Dissertation Abstracts

Towards an Understanding of Informal Nigerian Immigrants’ Business Activities (entrepreneurship) in Ghana

Author: ANTWI BOSIAKOH, Thomas , bosiakoh@gmail.com
Department: Sociology Department
University: Macquarie University, Australia
Supervisor: Associate Professor Ellie Vasta
Year of completion: In progress
Language of dissertation: English

Keywords: Immigrant Entrepreneurship , Informal/SMEs , Mixed Embeddedness Theory , Nigerians in Ghana
Areas of Research: Migration , Economy and Society

Abstract

Studies in international migration in Ghana have focused almost exclusively on emigration to the more economically advanced western countries in North America and Europe with fewer spotlights on immigration. Even less is a focus on entrepreneurial research (business activities) of the immigrants. Using multiple ethnographic data collection techniques (in-depth interviews, direct observations and key informant interviews), my study seeks to accentuate this gap by concentrating on informal Nigerian immigrant entrepreneurs (business people) in Ghana, interrogating the extent to which the immigrant entrepreneurship literature reflects the nature of migrant entrepreneurship activities in developing economies with arguments grounded in the mixed embeddedness theory.
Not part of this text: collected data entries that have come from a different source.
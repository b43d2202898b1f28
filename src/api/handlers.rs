//! HTTP endpoint handlers

use std::sync::Arc;
use axum::{
    extract::State,
    http::StatusCode,
    response::Json,
};
use tracing::{info, warn};

use crate::state::{AppState, ControlError, TimerPreset};
use super::responses::{
    ApiResponse, HealthResponse, PercentRequest, SoundRequest, StatusResponse, ThemeRequest,
    TimerRequest,
};

fn rejected(action: &str, e: ControlError) -> StatusCode {
    warn!("Rejected {} request: {}", action, e);
    StatusCode::BAD_REQUEST
}

/// Handle POST /playback/toggle - Start or stop playback
pub async fn toggle_handler(State(state): State<Arc<AppState>>) -> Json<ApiResponse> {
    let session = state.controller.toggle_playback().await;
    state.record_action("toggle");
    info!("Toggle endpoint called - playing={}", session.is_playing);

    let message = if session.is_playing { "Playback started" } else { "Playback stopped" };
    Json(ApiResponse::new(message, session))
}

/// Handle POST /sound - Switch track, optionally starting it
pub async fn sound_handler(
    State(state): State<Arc<AppState>>,
    Json(request): Json<SoundRequest>,
) -> Result<Json<ApiResponse>, StatusCode> {
    let session = state
        .controller
        .set_sound(&request.file, request.autoplay)
        .await
        .map_err(|e| rejected("sound", e))?;
    state.record_action("sound");

    Ok(Json(ApiResponse::new(format!("Sound set to {}", session.sound), session)))
}

/// Handle POST /volume - Set volume from a percentage
pub async fn volume_handler(
    State(state): State<Arc<AppState>>,
    Json(request): Json<PercentRequest>,
) -> Json<ApiResponse> {
    let session = state.controller.set_volume(request.percent);
    state.record_action("volume");

    Json(ApiResponse::new(format!("Volume set to {:.2}", session.volume), session))
}

/// Handle POST /brightness - Set brightness from a percentage
pub async fn brightness_handler(
    State(state): State<Arc<AppState>>,
    Json(request): Json<PercentRequest>,
) -> Json<ApiResponse> {
    let session = state.controller.set_brightness(request.percent);
    state.record_action("brightness");

    Json(ApiResponse::new(format!("Brightness set to {}", session.brightness), session))
}

/// Handle POST /timer - Select a sleep timer preset
pub async fn timer_handler(
    State(state): State<Arc<AppState>>,
    Json(request): Json<TimerRequest>,
) -> Result<Json<ApiResponse>, StatusCode> {
    let preset = TimerPreset::from_json(&request.minutes)
        .ok_or_else(|| rejected("timer", ControlError::InvalidTimer(request.minutes.to_string())))?;
    let session = state.controller.set_timer_preset(preset);
    state.record_action("timer");

    Ok(Json(ApiResponse::new(
        format!("Sleep timer set to {}", session.timer_label),
        session,
    )))
}

/// Handle POST /timer/cycle - Advance to the next timer preset
pub async fn timer_cycle_handler(State(state): State<Arc<AppState>>) -> Json<ApiResponse> {
    let session = state.controller.cycle_timer_preset();
    state.record_action("timer-cycle");

    Json(ApiResponse::new(
        format!("Sleep timer set to {}", session.timer_label),
        session,
    ))
}

/// Handle POST /theme - Select a visual theme
pub async fn theme_handler(
    State(state): State<Arc<AppState>>,
    Json(request): Json<ThemeRequest>,
) -> Result<Json<ApiResponse>, StatusCode> {
    let session = state
        .controller
        .set_theme(&request.theme)
        .map_err(|e| rejected("theme", e))?;
    state.record_action("theme");

    Ok(Json(ApiResponse::new(format!("Theme set to {}", session.theme), session)))
}

/// Handle GET /status - Return current session status
pub async fn status_handler(State(state): State<Arc<AppState>>) -> Json<StatusResponse> {
    let (last_action, last_action_time) = state.get_last_action();

    Json(StatusResponse {
        session: state.controller.status(),
        uptime: state.get_uptime(),
        port: state.port,
        host: state.host.clone(),
        last_action,
        last_action_time,
    })
}

/// Handle GET /health - Health check endpoint
pub async fn health_handler() -> Json<HealthResponse> {
    Json(HealthResponse::ok())
}
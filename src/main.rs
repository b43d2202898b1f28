//! Nightlight - A state-managed ambient sound service
//! 
//! This is the main entry point for the nightlight application.

use std::sync::Arc;
use tokio::net::TcpListener;
use tracing::info;

use nightlight::{
    api::create_router,
    config::Config,
    playback::{Player, ProcessPlayer, SilentPlayer},
    state::{AppState, SessionController},
    storage::FileStore,
    utils::shutdown_signal,
};

#[tokio::main]
async fn main() -> anyhow::Result<()> {
    let config = Config::parse();

    // Initialize tracing with appropriate log level
    tracing_subscriber::fmt()
        .with_env_filter(format!("nightlight={},tower_http=info", config.log_level()))
        .init();

    info!("Starting nightlight server v{}", env!("CARGO_PKG_VERSION"));
    info!(
        "Configuration: host={}, port={}, state_dir={}, sounds_dir={}, player={}",
        config.host,
        config.port,
        config.state_dir().display(),
        config.sounds_dir.display(),
        if config.silent { "silent" } else { config.player.as_str() }
    );

    let player: Arc<dyn Player> = if config.silent {
        Arc::new(SilentPlayer::new())
    } else {
        Arc::new(ProcessPlayer::new(config.player.clone(), config.sounds_dir.clone()))
    };
    let store = Arc::new(FileStore::new(config.state_dir()));

    // Restore the saved session; playback always starts stopped
    let controller = SessionController::new(player, store);
    let state = Arc::new(AppState::new(
        Arc::clone(&controller),
        config.port,
        config.host.clone(),
    ));

    // Create HTTP router with all endpoints
    let app = create_router(state);

    // Bind to the specified address
    let addr = config.address();
    let listener = TcpListener::bind(&addr).await?;

    info!("Server running on http://{}", addr);
    info!("Endpoints:");
    info!("  POST /playback/toggle - Start or stop playback");
    info!("  POST /sound           - Switch track");
    info!("  POST /volume          - Set volume (percent)");
    info!("  POST /brightness      - Set brightness (percent)");
    info!("  POST /timer           - Select sleep timer preset");
    info!("  POST /timer/cycle     - Advance sleep timer preset");
    info!("  POST /theme           - Select theme");
    info!("  GET  /status          - Current session status");
    info!("  GET  /events          - Server-sent session and timer updates");
    info!("  GET  /health          - Health check");

    // Setup graceful shutdown
    let server = axum::serve(listener, app);

    tokio::select! {
        result = server => {
            if let Err(e) = result {
                tracing::error!("Server error: {}", e);
            }
        }
        _ = shutdown_signal() => {
            info!("Shutdown signal received");
        }
    }

    controller.shutdown();
    info!("Server shutdown complete");
    Ok(())
}
//! API request and response structures

use chrono::{DateTime, Utc};
use serde::{Deserialize, Serialize};
use serde_json::Value;

use crate::state::SessionStatus;

/// API response structure for state change endpoints
#[derive(Debug, Clone, Serialize)]
pub struct ApiResponse {
    pub status: String,
    pub message: String,
    pub timestamp: DateTime<Utc>,
    pub session: SessionStatus,
}

impl ApiResponse {
    /// Create a new API response; `status` mirrors the playback flag
    pub fn new(message: impl Into<String>, session: SessionStatus) -> Self {
        let status = if session.is_playing { "playing" } else { "stopped" };
        Self {
            status: status.to_string(),
            message: message.into(),
            timestamp: Utc::now(),
            session,
        }
    }
}

/// Status response with server metadata
#[derive(Debug, Clone, Serialize)]
pub struct StatusResponse {
    pub session: SessionStatus,
    pub uptime: String,
    pub port: u16,
    pub host: String,
    pub last_action: Option<String>,
    pub last_action_time: Option<DateTime<Utc>>,
}

/// Health check response
#[derive(Debug, Clone, Serialize, Deserialize)]
pub struct HealthResponse {
    pub status: String,
    pub timestamp: DateTime<Utc>,
    pub version: String,
}

impl HealthResponse {
    /// Create a new health response
    pub fn ok() -> Self {
        Self {
            status: "ok".to_string(),
            timestamp: Utc::now(),
            version: env!("CARGO_PKG_VERSION").to_string(),
        }
    }
}

/// Body of POST /sound
#[derive(Debug, Clone, Deserialize)]
pub struct SoundRequest {
    pub file: String,
    #[serde(default)]
    pub autoplay: bool,
}

/// Body of POST /volume and POST /brightness
#[derive(Debug, Clone, Deserialize)]
pub struct PercentRequest {
    pub percent: f64,
}

/// Body of POST /timer; `null` or `"Infinity"` disables the timer, the field
/// itself is required
#[derive(Debug, Clone, Deserialize)]
pub struct TimerRequest {
    pub minutes: Value,
}

/// Body of POST /theme
#[derive(Debug, Clone, Deserialize)]
pub struct ThemeRequest {
    pub theme: String,
}
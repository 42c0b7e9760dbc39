//! Inline markup translation and document tree rendering.
//!
//! Two components, consumed leaf-first:
//!
//! - [`translate`]: a pure function turning the inline markup language
//!   embedded in text content (style spans, link tags, backslash escapes)
//!   into HTML.
//! - [`DocumentRenderer`]: walks a decoded node tree depth-first, left to
//!   right, appending HTML fragments to an owned sink in document order.
//!
//! # Example
//!
//! ```
//! use dox_renderer::{DocumentRenderer, translate};
//!
//! assert_eq!(
//!     translate("[warn]{careful}"),
//!     r#"<span class="warn">careful</span>"#
//! );
//!
//! let nodes = dox_document::parse(r#"[{"type": "text", "content": "hi"}]"#).unwrap();
//! let result = DocumentRenderer::new().render(&nodes);
//! assert_eq!(result.html, r#"<p class="text">hi</p>"#);
//! ```

mod markup;
mod renderer;

pub use markup::translate;
pub use renderer::{DocumentRenderer, RenderResult};
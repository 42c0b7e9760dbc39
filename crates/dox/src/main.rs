//! Dox CLI - static document generator.
//!
//! Reads a JSON document description and a CSS stylesheet, renders the
//! document tree to HTML and writes a self-contained page.

mod error;
mod output;
mod page;

use std::fs;
use std::path::PathBuf;

use clap::Parser;
use tracing_subscriber::EnvFilter;

use dox_renderer::DocumentRenderer;
use error::CliError;
use output::Output;

/// Dox - static document generator.
#[derive(Parser)]
#[command(name = "dox", version, about)]
struct Cli {
    /// JSON document source.
    source: PathBuf,
    /// CSS stylesheet injected into the page.
    stylesheet: PathBuf,
    /// Output file.
    #[arg(short, long, default_value = "document.html")]
    output: PathBuf,
    /// Enable verbose logging.
    #[arg(short, long)]
    verbose: bool,
}

fn main() {
    let cli = Cli::parse();
    let output = Output::new();

    // --verbose enables INFO level, otherwise use RUST_LOG or default to WARN
    let filter = if cli.verbose {
        EnvFilter::new("info")
    } else {
        EnvFilter::from_default_env()
    };
    tracing_subscriber::fmt().with_env_filter(filter).init();

    if let Err(err) = run(&cli, &output) {
        output.error(&format!("Error: {err}"));
        std::process::exit(1);
    }
}

fn run(cli: &Cli, output: &Output) -> Result<(), CliError> {
    for path in [&cli.source, &cli.stylesheet] {
        if !path.is_file() {
            return Err(CliError::Validation(format!(
                "cannot access file '{}'",
                path.display()
            )));
        }
    }

    let source = fs::read_to_string(&cli.source)?;
    let css = fs::read_to_string(&cli.stylesheet)?;

    let nodes = dox_document::parse(&source)?;
    tracing::info!("rendering {} top-level nodes", nodes.len());

    let result = DocumentRenderer::new().render(&nodes);
    for warning in &result.warnings {
        output.warning(&format!("Warning: {warning}"));
    }

    fs::write(&cli.output, page::assemble(&css, &result.html))?;
    output.success(&format!("Wrote {}", cli.output.display()));
    Ok(())
}
//! Typed document nodes decoded from JSON.

use serde::Deserialize;
use serde_json::Value;

/// Discriminator selecting how a document node is rendered.
///
/// Decoded once from the JSON `type` field; the renderer dispatches on the
/// variant, never on the raw tag string.
#[derive(Debug, Clone, Copy, PartialEq, Eq, Default)]
pub enum NodeKind {
    /// Inline text paragraph; content must be a literal string.
    Text,
    /// Heading paragraph; content must be a literal string.
    Title,
    /// Generic styled container block.
    Box,
    /// Code listing container.
    Code,
    /// Console session container.
    Console,
    /// Shell command container.
    Command,
    /// Command output container.
    Output,
    /// Reserved kind; recognized but renders nothing.
    Index,
    /// Unordered list of child nodes.
    BulletList,
    /// Ordered list of child nodes.
    NumberedList,
    /// Table with optional header cells and row objects.
    Table,
    /// Anything else; skipped silently.
    #[default]
    Unknown,
}

impl NodeKind {
    /// Decode a `type` tag into a node kind.
    ///
    /// Unrecognized tags map to [`NodeKind::Unknown`].
    #[must_use]
    pub fn from_tag(tag: &str) -> Self {
        match tag {
            "text" => Self::Text,
            "title" => Self::Title,
            "box" => Self::Box,
            "code" => Self::Code,
            "console" => Self::Console,
            "command" => Self::Command,
            "output" => Self::Output,
            "index" => Self::Index,
            "bullet-list" => Self::BulletList,
            "numbered-list" => Self::NumberedList,
            "table" => Self::Table,
            _ => Self::Unknown,
        }
    }

    /// Canonical tag for this kind, as written in the JSON `type` field.
    #[must_use]
    pub fn tag(self) -> &'static str {
        match self {
            Self::Text => "text",
            Self::Title => "title",
            Self::Box => "box",
            Self::Code => "code",
            Self::Console => "console",
            Self::Command => "command",
            Self::Output => "output",
            Self::Index => "index",
            Self::BulletList => "bullet-list",
            Self::NumberedList => "numbered-list",
            Self::Table => "table",
            Self::Unknown => "unknown",
        }
    }

    /// Presentation style used when a node carries no `style` field.
    ///
    /// For lists this is the list class or ordinal style; container kinds
    /// default to an empty class.
    #[must_use]
    pub fn default_style(self) -> &'static str {
        match self {
            Self::Text => "text",
            Self::BulletList => "defaultBulletList",
            Self::NumberedList => "1",
            _ => "",
        }
    }
}

/// Polymorphic node payload.
#[derive(Debug, Clone, PartialEq)]
pub enum Content {
    /// Literal text, valid for text-like leaves.
    Text(String),
    /// A single child node.
    One(Box<Node>),
    /// An ordered sequence of child nodes.
    Many(Vec<Node>),
}

/// One table row holding its cell nodes in column order.
#[derive(Debug, Clone, PartialEq, Default)]
pub struct TableRow {
    /// Cell nodes, decoded from the row object's `row` array.
    pub cells: Vec<Node>,
}

impl TableRow {
    fn from_value(value: &Value) -> Self {
        let cells = value
            .get("row")
            .and_then(Value::as_array)
            .map(|cells| cells.iter().map(Node::from_value).collect())
            .unwrap_or_default();
        Self { cells }
    }
}

/// A node of the document tree.
///
/// Nodes are immutable value data parsed once from the serialized document
/// array. Decoding is total: a value that is not an object, or whose `type`
/// is missing, non-string or unrecognized, becomes a [`NodeKind::Unknown`]
/// node, and fields of an invalid shape decode as absent.
#[derive(Debug, Clone, PartialEq, Deserialize)]
#[serde(from = "serde_json::Value")]
pub struct Node {
    /// Render dispatch discriminator (JSON `type`).
    pub kind: NodeKind,
    /// Polymorphic payload; `None` when absent or of an invalid shape.
    pub content: Option<Content>,
    /// Presentation style override; per-kind default applies when `None`.
    pub style: Option<String>,
    /// Heading level, meaningful for `title` nodes only; defaults to 0.
    pub level: u32,
    /// Header cells, `table` nodes only.
    pub headers: Option<Vec<Node>>,
    /// Row objects, `table` nodes only.
    pub rows: Option<Vec<TableRow>>,
}

impl Node {
    /// Decode a JSON value into a node. Never fails.
    #[must_use]
    pub fn from_value(value: &Value) -> Self {
        let Some(obj) = value.as_object() else {
            return Self::unknown();
        };
        Self {
            kind: obj
                .get("type")
                .and_then(Value::as_str)
                .map_or(NodeKind::Unknown, NodeKind::from_tag),
            content: obj.get("content").and_then(decode_content),
            style: obj.get("style").and_then(Value::as_str).map(str::to_owned),
            level: obj.get("level").map_or(0, decode_level),
            headers: obj
                .get("headers")
                .and_then(Value::as_array)
                .map(|cells| cells.iter().map(Self::from_value).collect()),
            rows: obj
                .get("rows")
                .and_then(Value::as_array)
                .map(|rows| rows.iter().map(TableRow::from_value).collect()),
        }
    }

    fn unknown() -> Self {
        Self {
            kind: NodeKind::Unknown,
            content: None,
            style: None,
            level: 0,
            headers: None,
            rows: None,
        }
    }
}

impl From<Value> for Node {
    fn from(value: Value) -> Self {
        Self::from_value(&value)
    }
}

fn decode_content(value: &Value) -> Option<Content> {
    match value {
        Value::String(text) => Some(Content::Text(text.clone())),
        Value::Array(items) => Some(Content::Many(items.iter().map(Node::from_value).collect())),
        Value::Object(_) => Some(Content::One(Box::new(Node::from_value(value)))),
        _ => None,
    }
}

/// Decode a heading level: a non-negative integer or numeric string.
/// Anything unparsable yields 0.
fn decode_level(value: &Value) -> u32 {
    match value {
        Value::Number(n) => n.as_u64().and_then(|n| u32::try_from(n).ok()).unwrap_or(0),
        Value::String(s) => s.trim().parse().unwrap_or(0),
        _ => 0,
    }
}

#[cfg(test)]
mod tests {
    use super::*;
    use pretty_assertions::assert_eq;
    use serde_json::json;

    #[test]
    fn test_kind_tag_roundtrip() {
        for kind in [
            NodeKind::Text,
            NodeKind::Title,
            NodeKind::Box,
            NodeKind::Code,
            NodeKind::Console,
            NodeKind::Command,
            NodeKind::Output,
            NodeKind::Index,
            NodeKind::BulletList,
            NodeKind::NumberedList,
            NodeKind::Table,
        ] {
            assert_eq!(NodeKind::from_tag(kind.tag()), kind);
        }
    }

    #[test]
    fn test_unrecognized_tag_maps_to_unknown() {
        assert_eq!(NodeKind::from_tag("overview"), NodeKind::Unknown);
        assert_eq!(NodeKind::from_tag(""), NodeKind::Unknown);
    }

    #[test]
    fn test_missing_type_maps_to_unknown() {
        let node = Node::from(json!({"content": "orphan"}));
        assert_eq!(node.kind, NodeKind::Unknown);
    }

    #[test]
    fn test_non_string_type_maps_to_unknown() {
        let node = Node::from(json!({"type": 7}));
        assert_eq!(node.kind, NodeKind::Unknown);
    }

    #[test]
    fn test_non_object_decodes_to_unknown() {
        assert_eq!(Node::from(json!("bare string")).kind, NodeKind::Unknown);
        assert_eq!(Node::from(json!(null)).kind, NodeKind::Unknown);
    }

    #[test]
    fn test_string_content() {
        let node = Node::from(json!({"type": "text", "content": "hello"}));
        assert_eq!(node.content, Some(Content::Text("hello".to_owned())));
    }

    #[test]
    fn test_single_child_content() {
        let node = Node::from(json!({
            "type": "box",
            "content": {"type": "text", "content": "inner"}
        }));
        match node.content {
            Some(Content::One(child)) => assert_eq!(child.kind, NodeKind::Text),
            other => panic!("expected single child, got {other:?}"),
        }
    }

    #[test]
    fn test_sequence_content() {
        let node = Node::from(json!({
            "type": "bullet-list",
            "content": [{"type": "text", "content": "a"}, {"type": "text", "content": "b"}]
        }));
        match node.content {
            Some(Content::Many(items)) => assert_eq!(items.len(), 2),
            other => panic!("expected sequence, got {other:?}"),
        }
    }

    #[test]
    fn test_invalid_content_shape_is_absent() {
        let node = Node::from(json!({"type": "text", "content": 42}));
        assert_eq!(node.content, None);
        let node = Node::from(json!({"type": "text", "content": true}));
        assert_eq!(node.content, None);
    }

    #[test]
    fn test_level_from_number() {
        let node = Node::from(json!({"type": "title", "level": 2}));
        assert_eq!(node.level, 2);
    }

    #[test]
    fn test_level_from_numeric_string() {
        let node = Node::from(json!({"type": "title", "level": "3"}));
        assert_eq!(node.level, 3);
    }

    #[test]
    fn test_level_fallback_to_zero() {
        assert_eq!(Node::from(json!({"type": "title"})).level, 0);
        assert_eq!(Node::from(json!({"type": "title", "level": -2})).level, 0);
        assert_eq!(Node::from(json!({"type": "title", "level": "high"})).level, 0);
        assert_eq!(Node::from(json!({"type": "title", "level": 1.5})).level, 0);
    }

    #[test]
    fn test_style_override() {
        let node = Node::from(json!({"type": "text", "style": "lead"}));
        assert_eq!(node.style.as_deref(), Some("lead"));
    }

    #[test]
    fn test_default_styles() {
        assert_eq!(NodeKind::Text.default_style(), "text");
        assert_eq!(NodeKind::BulletList.default_style(), "defaultBulletList");
        assert_eq!(NodeKind::NumberedList.default_style(), "1");
        assert_eq!(NodeKind::Box.default_style(), "");
        assert_eq!(NodeKind::Table.default_style(), "");
    }

    #[test]
    fn test_table_decoding() {
        let node = Node::from(json!({
            "type": "table",
            "headers": [{"type": "text", "content": "A"}, {"type": "text", "content": "B"}],
            "rows": [
                {"row": [{"type": "text", "content": "1"}, {"type": "text", "content": "2"}]}
            ]
        }));
        assert_eq!(node.kind, NodeKind::Table);
        assert_eq!(node.headers.as_ref().map(Vec::len), Some(2));
        let rows = node.rows.unwrap();
        assert_eq!(rows.len(), 1);
        assert_eq!(rows[0].cells.len(), 2);
    }

    #[test]
    fn test_table_row_without_cells_is_empty() {
        let node = Node::from(json!({
            "type": "table",
            "rows": [{"note": "no row key"}]
        }));
        let rows = node.rows.unwrap();
        assert_eq!(rows.len(), 1);
        assert!(rows[0].cells.is_empty());
    }
}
First I recognize the exclusivity of migration literature in Ghana on emigration to the more economically advanced western countries and point out that, interest in south-south/intra-regional/intra African has been somewhat sidelined. Reflecting the general African scenario much like the case of Western Europe and Asia and elsewhere around the world, I opine that intra-regional or intra-continental migration predominates in Ghanaian international migration, and that research attention is far from recognizing this. More so, I tender that, our knowledge level of the entrepreneurial discourse on immigrants in Ghana is low and thus focus on the informal entrepreneurial activities of Nigerian immigrants in Ghana. My study therefore seeks to understand the nature of informal Nigerian migrants’ economic activities in Accra – Ghana’s capital city, Kumasi – the second largest city, and Ashaiman - a sprawling suburban settlement. The sociological and theoretical questions relate to the relationship between informal immigrant entrepreneurship and mixed embeddedness, namely, what is the relationship between informal immigrant entrepreneurship and mixed embeddedness in a developing economy with weak state regulation?

Forty-eight (48) Nigerian migrant informal entrepreneurs in Ghana (20 each in Accra and Kumasi, and 8 in Ashaiman form the empirical basis of my study. I draw on multiple entry points/contact cases to generate diverse entrepreneurial activities that typify the needs of the study, relying mainly on personal contacts, trusted intermediaries as well as referrals from these personal contacts and trusted intermediaries. Diverse informal entrepreneurial activities including mobile phones and mobile phones accessories vending, auto spare parts shop operation, auto-mechanical repairers, Nigerian restaurant operators, Nigerian foodstuff shop operators and other food joints, scrap dealers among others form the entry points of my interviewee recruitment process, and as snowball poles, were relied upon for further identification of others engaged in (dis)similar activities. Four (4) Nigerian immigrant community leaders in Accra and Kumasi, a representative from the Nigerian High Commission in Accra, one official from the Ghanaian ministry of trades and industry, one of Ghana’s foremost professors in migration studies etc, have also been interviewed.

The findings of my work have the potential to make significant contributions to south-south migration generally and more particularly to immigrant entrepreneurship discourse with a non-western empirical frame. I hope to extend the arguments on immigrant entrepreneurship beyond ‘the morphology of Western bourgeois capitalism’ and make a nuanced case for informality so characteristic of immigrant entrepreneurial activities/enterprises in developing economies.